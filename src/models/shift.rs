//! Parsed shift model.
//!
//! This module defines [`ParsedShift`], the normalized form of a shift entered
//! as free text (e.g. "9am-5pm"), and [`ShiftTextEntry`], the raw text keyed by
//! employee and date as supplied by the schedule grid.

use chrono::{NaiveDate, NaiveTime, Timelike};
use rust_decimal::Decimal;
use serde::{Deserialize, Serialize};

/// Raw shift text for one employee on one calendar date.
#[derive(Debug, Clone, PartialEq, Eq, Serialize, Deserialize)]
pub struct ShiftTextEntry {
    /// The employee the shift belongs to.
    pub employee_id: String,
    /// The calendar date of the shift.
    pub date: NaiveDate,
    /// The text as typed into the schedule (e.g. "10-6", "CLOSED", "").
    #[serde(default)]
    pub text: String,
}

impl ShiftTextEntry {
    /// Creates a new entry.
    pub fn new(employee_id: impl Into<String>, date: NaiveDate, text: impl Into<String>) -> Self {
        Self {
            employee_id: employee_id.into(),
            date,
            text: text.into(),
        }
    }
}

/// A shift normalized to clock times and a duration.
///
/// `duration_hours` is zero exactly when both times are `None`, which is how
/// "no shift worked" is represented.
#[derive(Debug, Clone, Copy, PartialEq, Eq, Serialize, Deserialize)]
pub struct ParsedShift {
    /// Start of the shift, or `None` when no shift is worked.
    pub start_time: Option<NaiveTime>,
    /// End of the shift (already reduced modulo 24h for overnight shifts).
    pub end_time: Option<NaiveTime>,
    /// Length of the shift in hours.
    pub duration_hours: Decimal,
}

impl ParsedShift {
    /// The "no shift" value.
    pub const NONE: ParsedShift = ParsedShift {
        start_time: None,
        end_time: None,
        duration_hours: Decimal::ZERO,
    };

    /// Returns true if the shift has a nonzero duration.
    ///
    /// # Examples
    ///
    /// ```
    /// use labor_cost_engine::models::ParsedShift;
    ///
    /// assert!(!ParsedShift::NONE.is_worked());
    /// ```
    pub fn is_worked(&self) -> bool {
        self.duration_hours > Decimal::ZERO
    }

    /// Returns true if the shift crosses midnight.
    pub fn is_overnight(&self) -> bool {
        match (self.start_time, self.end_time) {
            (Some(start), Some(end)) => end <= start,
            _ => false,
        }
    }

    /// Renders the shift back into the schedule grid's 12-hour notation.
    ///
    /// Returns an empty string for [`ParsedShift::NONE`]. The output parses
    /// back to the same shift.
    ///
    /// # Examples
    ///
    /// ```
    /// use labor_cost_engine::calculation::parse_shift;
    ///
    /// let parsed = parse_shift("10-6", "CLOSED").shift;
    /// assert_eq!(parsed.to_shift_text(), "10am-6pm");
    /// ```
    pub fn to_shift_text(&self) -> String {
        match (self.start_time, self.end_time) {
            (Some(start), Some(end)) => {
                format!("{}-{}", twelve_hour_label(start), twelve_hour_label(end))
            }
            _ => String::new(),
        }
    }
}

impl Default for ParsedShift {
    fn default() -> Self {
        Self::NONE
    }
}

fn twelve_hour_label(time: NaiveTime) -> String {
    let hour = time.hour();
    let suffix = if hour < 12 { "am" } else { "pm" };
    let display_hour = match hour % 12 {
        0 => 12,
        h => h,
    };

    let seconds_past_hour = time.minute() * 60 + time.second();
    if seconds_past_hour == 0 {
        return format!("{}{}", display_hour, suffix);
    }

    let fraction = Decimal::from(seconds_past_hour) / Decimal::from(3600);
    let value = (Decimal::from(display_hour) + fraction).normalize();
    format!("{}{}", value, suffix)
}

- Task description -
Each line from the one with "let suffix = if" through the last line of the records must be written out word for word. Include nothing else.

- Task result -
    let suffix = if hour < 12 { "am" } else { "pm" };
    let display_hour = match hour % 12 {
        0 => 12,
        h => h,
    };

    let seconds_past_hour = time.minute() * 60 + time.second();
    if seconds_past_hour == 0 {
        return format!("{}{}", display_hour, suffix);
    }

    let fraction = Decimal::from(seconds_past_hour) / Decimal::from(3600);
    let value = (Decimal::from(display_hour) + fraction).normalize();
    format!("{}{}", value, suffix)
}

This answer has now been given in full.